JUEVES 9 DE NOVIEMBRE DE 2000
Ť Jean Meyer Ť
El último tirano
Se trata del último déspota de Europa, porque fuera de Europa hay muchos más. Después de la suave caída de Slobodan Milosevic, no queda sino Alexander Lukashenko, el zar de Bielorrusia, presidente legítimamente electo en 1994, en buena lid electoral. Su llegada al poder fue el resultado de la incipiente democracia de esta antigua república soviética que, muy posiblemente de haber sido consultada, jamás habría escogido el camino de la independencia. Lukashenko llegó al poder como un hombre joven, portavoz de una gran mayoría desesperada por la corrupción y la ineficiencia, nostálgica de la unión con Rusia, mucho más que con la URSS.
Lukashenko sigue siendo bastante popular, aunque menos que antes, como Milosevic hace seis meses, cuando nadie preveía que el pueblo serbio iba a cambiar de humor. Lukashenko, apoyado por Moscú, ha concentrado todos los poderes, desvirtuado las instituciones, eliminado la oposición, hasta físicamente en algunos casos; la corrupción ha crecido a un grado supremo en la satrapía de este reyezuelo, quien proclama su admiración por Adolfo Hitler y José Stalin, su amistad por Saddam Husain y Muamad Kadafi.
Las elecciones legislativas del mes pasado confirmaron que Lukashenko es todavía el Milosevic de antes del "desastre" (para Milosevic). Las elecciones fueron una farsa a la cual los observadores internacionales no se prestaron. Con todo y el necesario realismo político mínimo, no se entiende muy bien por qué el presidente ruso habló por teléfono a Minsk para felicitar a Lukashenko por su "victoria".
La oposición, diezmada por un sinfín de trácalas jurídicas y presiones demasiado concretas, había llamado a la abstención; dicho llamamiento fue inmediatamente tratado como un delito y varios activistas fueron arrestados. La oposición encontró eco sólo en la capital Minsk y en 14 por ciento de los distritos, pero no se sabrá nunca si tiene razón cuando afirma que en esos lugares la votación no logró la barrera mínima de 50 por ciento de electores que es condición de validez.
Lukashenko afirma que votó 70 por ciento en todo el país y que todos y cada uno de los 110 diputados son suyos. šBella victoria!

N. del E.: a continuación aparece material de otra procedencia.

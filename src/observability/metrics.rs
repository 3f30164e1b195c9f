// SPDX-License-Identifier: AGPL-3.0-or-later
//
// Copyright (C) 2026 Relational Network

//! Prometheus metrics.
//!
//! All metrics use the `cluster_auth_` prefix, `_total` for counters and
//! `_seconds` for duration histograms.
//!
//! # Cardinality
//!
//! Labels are bounded:
//! - `method`: HTTP methods
//! - `endpoint`: the fixed route set, anything else is `/other`
//! - `status`: success, error, timeout
//! - `outcome`: fixed per metric (see the recording functions)

use std::time::Duration;

use metrics::{counter, histogram};
use metrics_exporter_prometheus::{BuildError, Matcher, PrometheusBuilder, PrometheusHandle};

/// Install the Prometheus recorder and return the handle `/metrics` renders.
///
/// Must be called once, before any metric is recorded.
pub fn init_metrics_recorder() -> Result<PrometheusHandle, BuildError> {
    PrometheusBuilder::new()
        .set_buckets_for_metric(
            Matcher::Prefix("cluster_auth_http_request".to_string()),
            &[0.005, 0.010, 0.025, 0.050, 0.100, 0.250, 0.500, 1.000, 2.500],
        )?
        .set_buckets_for_metric(
            Matcher::Prefix("cluster_auth_downstream_request".to_string()),
            &[0.010, 0.025, 0.050, 0.100, 0.250, 0.500, 1.000, 2.500, 5.000, 10.000],
        )?
        .install_recorder()
}

/// Record a completed HTTP request.
///
/// Metric: `cluster_auth_http_requests_total`, `cluster_auth_http_request_duration_seconds`
pub fn record_http_request(method: &str, path: &str, status_code: u16, duration: Duration) {
    let endpoint = normalize_endpoint(path);

    histogram!("cluster_auth_http_request_duration_seconds",
        "method" => method.to_string(),
        "endpoint" => endpoint,
        "status" => categorize_status_code(status_code)
    )
    .record(duration.as_secs_f64());

    counter!("cluster_auth_http_requests_total",
        "method" => method.to_string(),
        "endpoint" => endpoint,
        "status_code" => status_code.to_string()
    )
    .increment(1);
}

/// Record a token check.
///
/// Metric: `cluster_auth_token_verifications_total`
/// Outcomes: accepted, missing_token, token_expired, invalid_token
pub fn record_token_verification(outcome: &'static str) {
    counter!("cluster_auth_token_verifications_total", "outcome" => outcome).increment(1);
}

/// Record a login attempt.
///
/// Metric: `cluster_auth_logins_total`
/// Outcomes: success, invalid_credentials, error
pub fn record_login(outcome: &'static str) {
    counter!("cluster_auth_logins_total", "outcome" => outcome).increment(1);
}

/// Record an outbound downstream call.
///
/// Metric: `cluster_auth_downstream_requests_total`, `cluster_auth_downstream_request_duration_seconds`
/// Outcomes: success, timeout, connection_error, unexpected_error
pub fn record_downstream_call(outcome: &'static str, duration: Duration) {
    histogram!("cluster_auth_downstream_request_duration_seconds", "outcome" => outcome)
        .record(duration.as_secs_f64());
    counter!("cluster_auth_downstream_requests_total", "outcome" => outcome).increment(1);
}

fn categorize_status_code(status_code: u16) -> &'static str {
    match status_code {
        200..=299 => "success",
        408 | 504 => "timeout",
        _ => "error",
    }
}

fn normalize_endpoint(path: &str) -> &'static str {
    match path {
        "/" => "/",
        "/login" => "/login",
        "/logout" => "/logout",
        "/read-downstream" => "/read-downstream",
        "/burn" => "/burn",
        "/healthz" => "/healthz",
        "/metrics" => "/metrics",
        "/api-doc/openapi.json" => "/api-doc/openapi.json",
        p if p.starts_with("/docs") => "/docs",
        _ => "/other",
    }
}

Qué duda cabe. Estados Unidos no reconoce la validez de la jornada, la Organización para la Seguridad y la Cooperación en Europa (OSCE) dice que las elecciones no fueron ni libres, ni honestas, ni confiables. Lukashenko ironiza que esas calificaciones no son más que la prueba de la parcialidad de Europa y de Estados Unidos; la posición rusa es que aquellos juicios son más políticos que objetivos y corresponden a la voluntad occidental de prevenir la reunificación entre Rusia y Bielorrusia, que ha figurado siempre en el programa de Lukashenko.

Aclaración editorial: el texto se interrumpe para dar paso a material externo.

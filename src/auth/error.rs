// SPDX-License-Identifier: AGPL-3.0-or-later
//
// Copyright (C) 2026 Relational Network

//! Authentication errors.

use axum::{
    http::StatusCode,
    response::{IntoResponse, Response},
    Json,
};
use serde::Serialize;

/// Authentication error type.
///
/// The three token variants are the only rejections the verifier produces;
/// their messages are fixed so clients can tell them apart.
#[derive(Debug, Clone, PartialEq, Eq)]
pub enum AuthError {
    /// No token in the Authorization header or the access token cookie
    MissingToken,
    /// Token signature is valid but `exp` has passed
    ExpiredToken,
    /// Any other verification failure (signature, structure, algorithm)
    InvalidToken,
    /// Username/password did not match the credential table
    InvalidCredentials,
    /// Token could not be signed
    Signing(String),
}

#[derive(Serialize)]
struct AuthErrorBody {
    detail: String,
    error_code: String,
}

impl AuthError {
    /// Get the error code for this error.
    pub fn error_code(&self) -> &'static str {
        match self {
            AuthError::MissingToken => "missing_token",
            AuthError::ExpiredToken => "token_expired",
            AuthError::InvalidToken => "invalid_token",
            AuthError::InvalidCredentials => "invalid_credentials",
            AuthError::Signing(_) => "internal_error",
        }
    }

    /// Get the HTTP status code for this error.
    pub fn status_code(&self) -> StatusCode {
        match self {
            AuthError::MissingToken
            | AuthError::ExpiredToken
            | AuthError::InvalidToken
            | AuthError::InvalidCredentials => StatusCode::UNAUTHORIZED,
            AuthError::Signing(_) => StatusCode::INTERNAL_SERVER_ERROR,
        }
    }
}

impl std::fmt::Display for AuthError {
    fn fmt(&self, f: &mut std::fmt::Formatter<'_>) -> std::fmt::Result {
        match self {
            AuthError::MissingToken => write!(f, "Missing token"),
            AuthError::ExpiredToken => write!(f, "Token expired"),
            AuthError::InvalidToken => write!(f, "Invalid token"),
            AuthError::InvalidCredentials => write!(f, "Invalid credentials"),
            // Signing failures never reach the client verbatim
            AuthError::Signing(_) => write!(f, "Internal Server Error"),
        }
    }
}

impl std::error::Error for AuthError {}

impl IntoResponse for AuthError {
    fn into_response(self) -> Response {
        if let AuthError::Signing(reason) = &self {
            tracing::error!(%reason, "Token signing failed");
        }
        let status = self.status_code();
        let body = Json(AuthErrorBody {
            detail: self.to_string(),
            error_code: self.error_code().to_string(),
        });
        (status, body).into_response()
    }
}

El propio presidente, que irá pronto a su relección, comparó la injusticia de la cual se dice víctima con la indulgencia occidental hacia el gobierno de Ucrania y sus elecciones presidenciales de noviembre de 1999. Efectivamente, la "democracia" ucraniana deja mucho que desear y la corrupción alcanza las más altas esferas del Estado; recuerdo que la OSCE criticó severamente las elecciones pero que, sin embargo, Estados Unidos, Londres, Berlín y París consideraron que la relección de Leonid Kuchma (calificado con o sin razón de "pro occidental") había sido correctamente conseguida.
Por lo pronto, Lukashenko no tiene por qué preocuparse; sigue gozando del consenso de la mayoría de la nación y seguirá con él mientras no surja una oposición unificada capaz de cristalizar malestar e insatisfacción.
Los políticos de oposición lo saben desde 1996, pero jamás han logrado ofrecer una alternativa creíble.